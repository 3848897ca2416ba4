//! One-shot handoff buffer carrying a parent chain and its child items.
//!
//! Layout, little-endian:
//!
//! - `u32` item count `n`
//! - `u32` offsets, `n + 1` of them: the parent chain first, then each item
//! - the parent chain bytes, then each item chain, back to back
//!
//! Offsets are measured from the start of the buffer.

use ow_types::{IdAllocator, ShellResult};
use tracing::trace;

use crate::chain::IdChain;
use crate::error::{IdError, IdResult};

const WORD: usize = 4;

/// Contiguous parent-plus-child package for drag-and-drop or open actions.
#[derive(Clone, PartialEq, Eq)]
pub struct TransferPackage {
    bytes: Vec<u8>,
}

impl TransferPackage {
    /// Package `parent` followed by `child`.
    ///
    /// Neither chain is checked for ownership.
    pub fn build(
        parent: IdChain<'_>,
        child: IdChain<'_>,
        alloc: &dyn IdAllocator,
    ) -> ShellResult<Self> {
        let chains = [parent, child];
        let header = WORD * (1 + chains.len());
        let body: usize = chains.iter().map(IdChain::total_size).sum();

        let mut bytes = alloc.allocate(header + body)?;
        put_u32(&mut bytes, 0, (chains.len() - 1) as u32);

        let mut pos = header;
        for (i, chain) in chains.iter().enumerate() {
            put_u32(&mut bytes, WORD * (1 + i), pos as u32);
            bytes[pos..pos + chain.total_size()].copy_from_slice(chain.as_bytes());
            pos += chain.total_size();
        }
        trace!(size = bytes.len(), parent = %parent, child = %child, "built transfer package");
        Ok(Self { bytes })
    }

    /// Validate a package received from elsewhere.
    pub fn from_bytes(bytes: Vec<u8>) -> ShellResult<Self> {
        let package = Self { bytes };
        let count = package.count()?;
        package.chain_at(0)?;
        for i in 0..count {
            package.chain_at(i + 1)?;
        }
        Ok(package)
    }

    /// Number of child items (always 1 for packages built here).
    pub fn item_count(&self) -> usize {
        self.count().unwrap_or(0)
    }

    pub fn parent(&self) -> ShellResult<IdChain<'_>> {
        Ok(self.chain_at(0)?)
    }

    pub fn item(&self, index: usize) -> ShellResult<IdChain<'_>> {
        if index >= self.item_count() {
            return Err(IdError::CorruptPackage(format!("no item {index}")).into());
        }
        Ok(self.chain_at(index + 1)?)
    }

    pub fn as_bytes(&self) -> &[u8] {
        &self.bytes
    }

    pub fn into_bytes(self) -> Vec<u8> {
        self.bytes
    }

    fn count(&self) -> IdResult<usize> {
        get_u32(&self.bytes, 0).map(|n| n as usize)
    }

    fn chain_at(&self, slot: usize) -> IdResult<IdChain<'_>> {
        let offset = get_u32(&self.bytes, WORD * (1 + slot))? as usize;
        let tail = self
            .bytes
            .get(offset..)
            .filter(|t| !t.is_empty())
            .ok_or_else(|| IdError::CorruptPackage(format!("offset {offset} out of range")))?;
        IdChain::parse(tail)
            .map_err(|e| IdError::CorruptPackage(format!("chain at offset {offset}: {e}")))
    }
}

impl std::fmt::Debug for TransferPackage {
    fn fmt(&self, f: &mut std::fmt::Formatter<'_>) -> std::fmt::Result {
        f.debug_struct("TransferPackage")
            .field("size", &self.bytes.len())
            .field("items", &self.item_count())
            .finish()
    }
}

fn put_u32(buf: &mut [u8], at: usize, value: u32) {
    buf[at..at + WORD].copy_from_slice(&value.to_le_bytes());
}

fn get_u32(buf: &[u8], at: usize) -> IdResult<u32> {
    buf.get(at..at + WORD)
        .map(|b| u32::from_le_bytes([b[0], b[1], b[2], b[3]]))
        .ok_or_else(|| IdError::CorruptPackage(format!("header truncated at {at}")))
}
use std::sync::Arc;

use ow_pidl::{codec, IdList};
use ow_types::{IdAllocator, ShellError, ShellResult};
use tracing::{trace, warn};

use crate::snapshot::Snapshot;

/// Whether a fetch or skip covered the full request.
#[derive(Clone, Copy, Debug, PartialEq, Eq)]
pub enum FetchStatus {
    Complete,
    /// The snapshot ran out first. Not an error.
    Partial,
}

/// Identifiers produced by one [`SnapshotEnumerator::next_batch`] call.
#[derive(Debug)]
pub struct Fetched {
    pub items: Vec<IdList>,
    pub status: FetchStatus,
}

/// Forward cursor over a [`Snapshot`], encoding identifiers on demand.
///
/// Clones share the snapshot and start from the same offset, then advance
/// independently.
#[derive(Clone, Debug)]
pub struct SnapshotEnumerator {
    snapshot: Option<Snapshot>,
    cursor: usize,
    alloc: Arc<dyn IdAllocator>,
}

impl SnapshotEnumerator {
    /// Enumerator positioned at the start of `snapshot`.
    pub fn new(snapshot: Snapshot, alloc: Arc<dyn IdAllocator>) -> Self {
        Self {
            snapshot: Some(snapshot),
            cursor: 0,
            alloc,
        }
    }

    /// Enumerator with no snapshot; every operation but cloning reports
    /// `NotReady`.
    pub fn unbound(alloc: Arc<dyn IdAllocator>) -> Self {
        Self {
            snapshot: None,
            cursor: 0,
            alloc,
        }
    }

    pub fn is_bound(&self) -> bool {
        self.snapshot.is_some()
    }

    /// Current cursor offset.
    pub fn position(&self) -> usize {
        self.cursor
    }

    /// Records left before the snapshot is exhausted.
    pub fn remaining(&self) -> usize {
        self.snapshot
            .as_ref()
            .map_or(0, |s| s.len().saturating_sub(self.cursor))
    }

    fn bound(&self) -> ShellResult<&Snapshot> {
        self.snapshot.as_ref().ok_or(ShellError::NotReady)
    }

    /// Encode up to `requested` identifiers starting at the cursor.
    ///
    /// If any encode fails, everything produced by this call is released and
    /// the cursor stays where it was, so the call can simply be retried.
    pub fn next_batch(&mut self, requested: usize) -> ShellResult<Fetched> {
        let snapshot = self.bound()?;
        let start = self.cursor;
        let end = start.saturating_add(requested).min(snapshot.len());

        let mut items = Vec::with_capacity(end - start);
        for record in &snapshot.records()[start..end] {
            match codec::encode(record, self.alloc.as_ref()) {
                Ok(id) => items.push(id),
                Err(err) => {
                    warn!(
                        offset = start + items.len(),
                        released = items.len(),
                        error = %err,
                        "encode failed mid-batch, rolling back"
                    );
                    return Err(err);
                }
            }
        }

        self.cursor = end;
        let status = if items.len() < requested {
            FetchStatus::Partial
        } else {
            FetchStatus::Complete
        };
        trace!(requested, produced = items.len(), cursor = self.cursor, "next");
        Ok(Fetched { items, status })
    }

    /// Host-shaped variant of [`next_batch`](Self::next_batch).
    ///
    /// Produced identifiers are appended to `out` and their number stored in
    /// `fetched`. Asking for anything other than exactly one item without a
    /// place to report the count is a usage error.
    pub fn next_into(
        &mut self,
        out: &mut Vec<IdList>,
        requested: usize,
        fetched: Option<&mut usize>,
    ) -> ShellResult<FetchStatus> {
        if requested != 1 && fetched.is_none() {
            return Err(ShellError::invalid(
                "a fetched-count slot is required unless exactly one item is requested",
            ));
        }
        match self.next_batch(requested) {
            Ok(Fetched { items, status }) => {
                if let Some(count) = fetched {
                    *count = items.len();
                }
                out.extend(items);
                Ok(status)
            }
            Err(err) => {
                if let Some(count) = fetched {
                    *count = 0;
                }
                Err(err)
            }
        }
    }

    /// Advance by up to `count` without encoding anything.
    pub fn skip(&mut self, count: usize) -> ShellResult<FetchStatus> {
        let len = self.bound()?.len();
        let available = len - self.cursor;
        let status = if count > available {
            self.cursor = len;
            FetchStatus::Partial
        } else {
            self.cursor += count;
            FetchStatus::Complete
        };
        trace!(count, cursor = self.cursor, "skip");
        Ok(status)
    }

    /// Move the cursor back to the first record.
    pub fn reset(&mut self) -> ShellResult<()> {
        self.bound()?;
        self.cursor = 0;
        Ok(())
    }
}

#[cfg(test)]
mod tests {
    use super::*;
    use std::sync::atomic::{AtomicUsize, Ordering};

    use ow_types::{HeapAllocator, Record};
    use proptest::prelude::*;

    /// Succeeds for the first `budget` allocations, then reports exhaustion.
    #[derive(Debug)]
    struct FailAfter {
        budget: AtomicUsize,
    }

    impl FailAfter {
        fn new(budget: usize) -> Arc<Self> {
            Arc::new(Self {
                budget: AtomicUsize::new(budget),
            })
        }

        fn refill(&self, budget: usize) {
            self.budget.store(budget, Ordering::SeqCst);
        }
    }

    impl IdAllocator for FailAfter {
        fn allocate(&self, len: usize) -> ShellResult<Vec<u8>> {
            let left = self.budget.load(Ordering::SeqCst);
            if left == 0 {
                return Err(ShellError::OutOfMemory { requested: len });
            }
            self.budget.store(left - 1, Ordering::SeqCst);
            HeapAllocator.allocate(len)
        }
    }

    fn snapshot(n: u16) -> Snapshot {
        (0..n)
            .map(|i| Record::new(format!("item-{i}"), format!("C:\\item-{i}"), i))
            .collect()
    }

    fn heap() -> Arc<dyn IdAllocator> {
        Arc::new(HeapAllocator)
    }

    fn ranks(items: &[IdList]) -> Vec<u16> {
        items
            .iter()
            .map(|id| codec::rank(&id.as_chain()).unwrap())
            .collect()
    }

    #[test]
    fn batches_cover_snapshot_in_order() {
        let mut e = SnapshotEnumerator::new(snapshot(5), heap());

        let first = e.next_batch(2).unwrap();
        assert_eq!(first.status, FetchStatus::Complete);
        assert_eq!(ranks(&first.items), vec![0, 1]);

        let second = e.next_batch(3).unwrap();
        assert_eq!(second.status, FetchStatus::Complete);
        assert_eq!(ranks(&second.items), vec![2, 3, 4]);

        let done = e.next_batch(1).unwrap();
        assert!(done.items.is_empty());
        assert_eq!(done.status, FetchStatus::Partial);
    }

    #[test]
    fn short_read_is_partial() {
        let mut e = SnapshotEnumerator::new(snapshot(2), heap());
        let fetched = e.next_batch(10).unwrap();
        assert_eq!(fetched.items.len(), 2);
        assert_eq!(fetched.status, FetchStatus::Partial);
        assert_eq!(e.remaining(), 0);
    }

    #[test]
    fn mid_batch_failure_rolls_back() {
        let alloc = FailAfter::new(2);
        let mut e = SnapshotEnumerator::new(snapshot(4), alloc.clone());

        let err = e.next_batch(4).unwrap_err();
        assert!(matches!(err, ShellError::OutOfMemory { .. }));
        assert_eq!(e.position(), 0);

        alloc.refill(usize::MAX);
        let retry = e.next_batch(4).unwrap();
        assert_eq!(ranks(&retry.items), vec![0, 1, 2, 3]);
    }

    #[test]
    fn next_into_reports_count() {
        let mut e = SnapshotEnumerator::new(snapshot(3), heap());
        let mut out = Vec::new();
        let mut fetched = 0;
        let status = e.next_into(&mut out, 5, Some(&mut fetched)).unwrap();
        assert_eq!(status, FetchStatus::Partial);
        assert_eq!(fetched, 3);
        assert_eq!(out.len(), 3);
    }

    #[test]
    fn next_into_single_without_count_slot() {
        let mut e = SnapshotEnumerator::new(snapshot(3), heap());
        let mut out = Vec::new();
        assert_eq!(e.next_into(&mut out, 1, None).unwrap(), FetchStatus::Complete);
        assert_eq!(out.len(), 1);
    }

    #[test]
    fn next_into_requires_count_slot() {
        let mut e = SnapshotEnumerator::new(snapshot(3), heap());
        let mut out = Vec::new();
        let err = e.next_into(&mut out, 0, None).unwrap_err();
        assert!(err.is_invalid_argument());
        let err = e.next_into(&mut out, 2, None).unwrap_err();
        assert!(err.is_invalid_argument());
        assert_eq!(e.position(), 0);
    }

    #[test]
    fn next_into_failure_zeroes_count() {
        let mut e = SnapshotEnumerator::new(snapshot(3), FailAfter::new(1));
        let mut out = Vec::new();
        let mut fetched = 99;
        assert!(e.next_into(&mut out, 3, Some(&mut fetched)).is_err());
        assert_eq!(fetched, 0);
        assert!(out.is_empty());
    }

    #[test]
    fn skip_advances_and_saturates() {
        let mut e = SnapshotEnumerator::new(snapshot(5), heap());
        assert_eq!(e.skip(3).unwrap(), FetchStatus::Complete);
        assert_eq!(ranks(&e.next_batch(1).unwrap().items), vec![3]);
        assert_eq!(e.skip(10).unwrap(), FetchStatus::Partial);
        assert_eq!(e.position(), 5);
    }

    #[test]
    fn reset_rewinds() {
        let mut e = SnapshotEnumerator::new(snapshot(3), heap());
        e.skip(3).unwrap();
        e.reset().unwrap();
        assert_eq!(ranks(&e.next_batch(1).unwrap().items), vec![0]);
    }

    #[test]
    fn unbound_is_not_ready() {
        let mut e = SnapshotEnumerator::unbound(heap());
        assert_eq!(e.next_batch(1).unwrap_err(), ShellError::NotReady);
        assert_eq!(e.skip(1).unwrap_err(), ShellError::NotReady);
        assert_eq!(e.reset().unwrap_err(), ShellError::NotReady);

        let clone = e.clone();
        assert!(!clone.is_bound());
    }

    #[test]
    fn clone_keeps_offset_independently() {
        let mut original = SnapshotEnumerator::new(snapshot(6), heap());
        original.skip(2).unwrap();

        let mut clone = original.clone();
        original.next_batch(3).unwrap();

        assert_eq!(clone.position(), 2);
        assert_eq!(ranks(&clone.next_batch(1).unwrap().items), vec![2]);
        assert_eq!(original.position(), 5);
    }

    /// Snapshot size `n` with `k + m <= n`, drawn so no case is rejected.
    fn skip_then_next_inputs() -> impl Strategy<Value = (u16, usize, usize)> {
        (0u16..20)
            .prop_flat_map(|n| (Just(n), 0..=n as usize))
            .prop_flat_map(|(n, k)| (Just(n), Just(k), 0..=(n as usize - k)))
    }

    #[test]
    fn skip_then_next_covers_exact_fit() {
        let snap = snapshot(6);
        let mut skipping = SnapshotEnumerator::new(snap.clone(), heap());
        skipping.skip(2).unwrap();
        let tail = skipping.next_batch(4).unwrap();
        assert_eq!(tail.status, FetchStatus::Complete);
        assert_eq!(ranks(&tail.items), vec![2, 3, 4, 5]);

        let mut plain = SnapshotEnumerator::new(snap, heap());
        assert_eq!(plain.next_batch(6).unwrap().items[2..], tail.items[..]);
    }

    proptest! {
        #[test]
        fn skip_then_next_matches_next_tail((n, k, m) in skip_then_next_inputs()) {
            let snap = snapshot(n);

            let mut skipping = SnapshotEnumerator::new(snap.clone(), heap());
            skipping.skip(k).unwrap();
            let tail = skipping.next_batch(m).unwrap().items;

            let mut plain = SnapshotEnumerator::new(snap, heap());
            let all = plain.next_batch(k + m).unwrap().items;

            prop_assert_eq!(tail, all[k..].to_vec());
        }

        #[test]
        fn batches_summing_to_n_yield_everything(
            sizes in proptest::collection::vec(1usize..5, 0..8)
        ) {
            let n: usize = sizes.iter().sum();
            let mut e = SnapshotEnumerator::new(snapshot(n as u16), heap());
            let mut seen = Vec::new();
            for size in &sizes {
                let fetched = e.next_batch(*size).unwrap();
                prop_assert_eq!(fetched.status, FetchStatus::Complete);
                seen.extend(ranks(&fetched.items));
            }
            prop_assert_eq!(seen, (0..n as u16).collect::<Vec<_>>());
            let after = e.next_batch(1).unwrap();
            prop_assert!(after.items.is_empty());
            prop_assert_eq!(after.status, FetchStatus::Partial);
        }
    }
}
...
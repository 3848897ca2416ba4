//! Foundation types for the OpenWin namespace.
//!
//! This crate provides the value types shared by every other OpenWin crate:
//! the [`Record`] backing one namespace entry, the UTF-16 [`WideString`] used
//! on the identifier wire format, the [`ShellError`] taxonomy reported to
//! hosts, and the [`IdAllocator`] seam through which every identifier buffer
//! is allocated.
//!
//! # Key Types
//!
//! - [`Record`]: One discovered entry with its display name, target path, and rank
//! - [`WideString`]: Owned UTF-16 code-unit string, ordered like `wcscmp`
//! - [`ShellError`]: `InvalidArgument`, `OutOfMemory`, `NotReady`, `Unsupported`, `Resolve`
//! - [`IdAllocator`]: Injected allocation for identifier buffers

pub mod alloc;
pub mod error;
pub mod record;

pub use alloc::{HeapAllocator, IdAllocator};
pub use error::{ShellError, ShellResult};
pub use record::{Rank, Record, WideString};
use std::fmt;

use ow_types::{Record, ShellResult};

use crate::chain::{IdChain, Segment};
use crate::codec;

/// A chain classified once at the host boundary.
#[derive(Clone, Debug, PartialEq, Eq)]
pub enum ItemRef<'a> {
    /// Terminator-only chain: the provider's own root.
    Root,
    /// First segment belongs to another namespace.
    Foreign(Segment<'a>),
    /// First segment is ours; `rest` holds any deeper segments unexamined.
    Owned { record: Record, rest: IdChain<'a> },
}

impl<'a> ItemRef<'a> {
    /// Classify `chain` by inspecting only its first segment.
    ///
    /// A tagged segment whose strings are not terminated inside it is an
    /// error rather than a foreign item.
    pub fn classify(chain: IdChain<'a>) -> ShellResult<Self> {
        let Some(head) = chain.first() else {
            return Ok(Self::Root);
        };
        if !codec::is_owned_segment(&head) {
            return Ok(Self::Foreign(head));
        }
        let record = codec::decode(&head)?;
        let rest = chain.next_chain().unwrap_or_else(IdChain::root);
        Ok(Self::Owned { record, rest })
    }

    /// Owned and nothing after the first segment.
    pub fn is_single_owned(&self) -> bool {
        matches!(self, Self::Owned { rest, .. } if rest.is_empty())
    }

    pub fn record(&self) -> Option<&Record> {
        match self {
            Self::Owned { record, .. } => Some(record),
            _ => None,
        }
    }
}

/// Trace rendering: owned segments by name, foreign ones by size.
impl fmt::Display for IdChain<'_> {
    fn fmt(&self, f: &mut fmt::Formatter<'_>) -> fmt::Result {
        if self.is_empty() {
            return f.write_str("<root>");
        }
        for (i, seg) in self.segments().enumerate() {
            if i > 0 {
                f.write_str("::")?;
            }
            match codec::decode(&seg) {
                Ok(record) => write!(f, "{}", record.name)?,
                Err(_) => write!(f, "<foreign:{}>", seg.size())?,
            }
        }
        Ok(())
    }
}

What you are asked to do —
Going through the listing above, tally the lines that contain the word "index" and state the total alone.

Reply to the task —
4